Goal of the exercise: Please return every line in the following data that includes the string "planner".

▶

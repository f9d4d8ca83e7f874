use financial_scenario_engine::*;

fn main() {
    println!("📈 Next-Year Planning Demo\n");

    let reference = SimulationScenario {
        base_year: 2024,
        target_year: 2025,
        revenues: vec![
            ProjectionItem::new("Managed Services", 420_000.0, 500_000.0),
            ProjectionItem::new("Project Work", 310_000.0, 350_000.0),
            ProjectionItem::new("Training", 120_000.0, 150_000.0),
        ],
        expenses: vec![
            ProjectionItem::new("Salaries", 520_000.0, 560_000.0),
            ProjectionItem::new("Office", 60_000.0, 60_000.0),
            ProjectionItem::new("Marketing", 40_000.0, 80_000.0),
        ],
        investments: vec![],
        assumed_exchange_rate: 1.0,
        scenario_type: ScenarioType::Positive,
    };

    // Upstream projection claiming only 1.5% growth.
    let projection_json = r#"{
        "summary": { "total_revenue": 1015000, "total_expenses": 720000 },
        "quarterly": {
            "q1": { "revenue": 220000, "expenses": 175000 },
            "q2": { "revenue": 250000, "expenses": 180000 },
            "q3": { "revenue": 245000, "expenses": 180000 },
            "q4": { "revenue": 300000, "expenses": 185000 }
        }
    }"#;

    let planner = match FinancialPlanner::new(PlannerConfig::default()) {
        Ok(p) => p,
        Err(e) => {
            eprintln!("❌ Invalid configuration: {}", e);
            return;
        }
    };

    let projection = match NextYearProjection::from_json(projection_json) {
        Ok(p) => p,
        Err(e) => {
            eprintln!("❌ Could not read projection: {}", e);
            return;
        }
    };

    let focus = vec!["Managed Services".to_string()];
    let plan = planner.next_year(&reference, &projection, &focus);

    println!("📋 Targets:");
    println!(
        "  Supplied revenue: ${:>12.0} ({:.1}% growth)",
        plan.growth.supplied.revenue,
        plan.growth.supplied_revenue_growth * 100.0
    );
    println!("  Used revenue:     ${:>12.0}", plan.growth.targets.revenue);
    println!("  Used expenses:    ${:>12.0}", plan.growth.targets.expenses);
    if plan.growth.fallback_applied {
        println!("  ⚠️  Growth floor applied");
    }

    println!("\n🧾 Revenue lines for {}:", plan.scenario.target_year);
    for item in &plan.scenario.revenues {
        let q = item.projected_quarterly.unwrap_or_default();
        println!(
            "  {:<18} base ${:>10.0} -> ${:>10.0}  [Q1 {:>9.0} | Q2 {:>9.0} | Q3 {:>9.0} | Q4 {:>9.0}]",
            item.category, item.base_amount, item.projected_amount, q.q1, q.q2, q.q3, q.q4
        );
    }

    let working_capital = WorkingCapitalConfig {
        ar_days: 40,
        inventory_days: None,
        ap_days: 20,
    };
    let analysis = planner.analyze(&plan.scenario, 25_000.0, &working_capital);

    println!("\n💧 Cash:");
    println!("  CCC:                 {} days", analysis.cash_conversion_cycle);
    println!(
        "  Net working capital: ${:>10.0}",
        analysis.working_capital.net_working_capital
    );
    println!(
        "  Lowest balance:      ${:>10.0} ({})",
        analysis.capital_need.min_cumulative_cash,
        analysis
            .capital_need
            .critical_period
            .as_deref()
            .unwrap_or("n/a")
    );
    println!(
        "  Bridge needed:       ${:>10.0}",
        analysis.capital_need.required_investment
    );

    let exit = planner.exit_plan(
        &[
            year_metrics(&reference),
            year_metrics(&plan.scenario),
            YearMetrics::new(2027, 1_500_000.0, 1_050_000.0),
            YearMetrics::new(2028, 1_850_000.0, 1_250_000.0),
            YearMetrics::new(2029, 2_200_000.0, 1_420_000.0),
        ],
        &DealTerms::new(300_000.0, 0.12),
    );

    println!("\n💰 Exit plan:");
    for year in &exit.years {
        println!(
            "  {}: valuation ${:>12.0}",
            year.year, year.company_valuation
        );
    }
    println!("  MOIC 3y: {:.2}x   MOIC 5y: {:.2}x", exit.moic_3_year, exit.moic_5_year);
}
//! TOML configuration describing a pool stack.
//!
//! Loaded from `~/.config/gamevfs/vfs.toml` (or the platform equivalent):
//!
//! ```toml
//! [[pools]]
//! kind = "filesystem"
//! path = "assets"
//! cached = true
//!
//! [[pools]]
//! kind = "archive"
//! path = "data.pak|textures"
//!
//! [[pools]]
//! kind = "overlay"
//! precedence = "first-wins"
//! pools = [ { kind = "filesystem", path = "mods" } ]
//! ```
//!
//! Relative paths resolve against the directory holding the config file.

use std::path::{Path, PathBuf};
use std::sync::Arc;

use directories::ProjectDirs;
use serde::{Deserialize, Serialize};

use crate::archive::{ArchivePool, IndexedArchivePool, split_location};
use crate::error::{VfsError, VfsResult};
use crate::pool::{CachedPool, FilesystemPool, OverlayPool, Precedence};
use crate::resource::ResourcePool;
use crate::vfs::VirtualFileSystem;

/// Pools to register, in priority order.
#[derive(Debug, Clone, Default, PartialEq, Serialize, Deserialize)]
pub struct VfsConfig {
    #[serde(default)]
    pub pools: Vec<PoolConfig>,

    /// Directory relative pool paths resolve against. Set by
    /// [`load_from`](VfsConfig::load_from); the process working directory
    /// otherwise.
    #[serde(skip)]
    pub base_dir: Option<PathBuf>,
}

/// One pool of the stack.
#[derive(Debug, Clone, PartialEq, Serialize, Deserialize)]
#[serde(tag = "kind", rename_all = "kebab-case")]
pub enum PoolConfig {
    /// A host directory.
    Filesystem {
        path: PathBuf,
        #[serde(default)]
        cached: bool,
    },
    /// An archive location, `file[|base]`.
    Archive {
        path: String,
        /// Scan the raw table per query instead of building a tree.
        #[serde(default)]
        indexed: bool,
        #[serde(default)]
        cached: bool,
    },
    /// Nested pools merged into one tree.
    Overlay {
        pools: Vec<PoolConfig>,
        #[serde(default)]
        precedence: Precedence,
        #[serde(default)]
        cached: bool,
    },
}

impl VfsConfig {
    /// Load configuration from the default path.
    ///
    /// If the config file doesn't exist, returns an empty configuration.
    pub fn load() -> VfsResult<Self> {
        let path = Self::config_path()?;

        if !path.exists() {
            tracing::debug!("No config file at {}, using defaults", path.display());
            return Ok(Self::default());
        }

        Self::load_from(&path)
    }

    /// Load configuration from a specific path.
    pub fn load_from(path: impl AsRef<Path>) -> VfsResult<Self> {
        let path = path.as_ref();
        let content = std::fs::read_to_string(path).map_err(|e| {
            VfsError::Config(format!("failed to read config from {}: {e}", path.display()))
        })?;

        let mut config = Self::from_toml_str(&content).map_err(|e| {
            VfsError::Config(format!("failed to parse config from {}: {e}", path.display()))
        })?;
        // A bare file name has an empty parent, meaning the working directory.
        let dir = path
            .parent()
            .filter(|dir| !dir.as_os_str().is_empty())
            .unwrap_or(Path::new("."));
        config.base_dir = Some(std::path::absolute(dir)?);
        Ok(config)
    }

    pub fn from_toml_str(text: &str) -> VfsResult<Self> {
        toml::from_str(text).map_err(|e| VfsError::Config(e.to_string()))
    }

    /// Get the default config file path.
    pub fn config_path() -> VfsResult<PathBuf> {
        let dirs = ProjectDirs::from("", "", "gamevfs")
            .ok_or_else(|| VfsError::Config("could not determine config directory".into()))?;

        Ok(dirs.config_dir().join("vfs.toml"))
    }

    /// Construct every configured pool and register them in order.
    pub fn build(&self) -> VfsResult<VirtualFileSystem> {
        let mut vfs = VirtualFileSystem::new();
        for pool in &self.pools {
            vfs.add_shared_pool(pool.build(self.base_dir.as_deref())?);
        }
        Ok(vfs)
    }
}

impl PoolConfig {
    /// Guess a pool from a bare location: an archive when it names a
    /// `.pak` file or carries an in-archive base, a directory otherwise.
    pub fn from_location(location: &str) -> Self {
        let (file, base) = split_location(location);
        if base.is_some() || file.to_ascii_lowercase().ends_with(".pak") {
            PoolConfig::Archive {
                path: location.to_string(),
                indexed: false,
                cached: false,
            }
        } else {
            PoolConfig::Filesystem {
                path: PathBuf::from(location),
                cached: false,
            }
        }
    }

    /// Whether the pool is wrapped in a [`CachedPool`].
    pub fn cached(&self) -> bool {
        match self {
            PoolConfig::Filesystem { cached, .. }
            | PoolConfig::Archive { cached, .. }
            | PoolConfig::Overlay { cached, .. } => *cached,
        }
    }

    /// Construct the pool, resolving relative host paths against `base_dir`.
    pub fn build(&self, base_dir: Option<&Path>) -> VfsResult<Arc<dyn ResourcePool>> {
        let resolve = |path: &Path| match base_dir {
            Some(dir) if path.is_relative() => dir.join(path),
            _ => path.to_path_buf(),
        };

        let pool: Arc<dyn ResourcePool> = match self {
            PoolConfig::Filesystem { path, .. } => {
                Arc::new(FilesystemPool::new(resolve(path.as_path())))
            }
            PoolConfig::Archive { path, indexed, .. } => {
                let (file, base) = split_location(path);
                let file = resolve(Path::new(file));
                let base = base.unwrap_or("");
                let pool: Arc<dyn ResourcePool> = if *indexed {
                    Arc::new(IndexedArchivePool::open_scoped(file, base)?)
                } else {
                    Arc::new(ArchivePool::open_scoped(file, base)?)
                };
                pool
            }
            PoolConfig::Overlay {
                pools, precedence, ..
            } => {
                let sources = pools
                    .iter()
                    .map(|pool| pool.build(base_dir))
                    .collect::<VfsResult<Vec<_>>>()?;
                Arc::new(OverlayPool::with_precedence(sources, *precedence))
            }
        };

        if self.cached() {
            Ok(Arc::new(CachedPool::from_shared(pool)))
        } else {
            Ok(pool)
        }
    }
}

◀

Your response:
    let planner = match FinancialPlanner::new(PlannerConfig::default()) {
    let plan = planner.next_year(&reference, &projection, &focus);
    let analysis = planner.analyze(&plan.scenario, 25_000.0, &working_capital);
    let exit = planner.exit_plan(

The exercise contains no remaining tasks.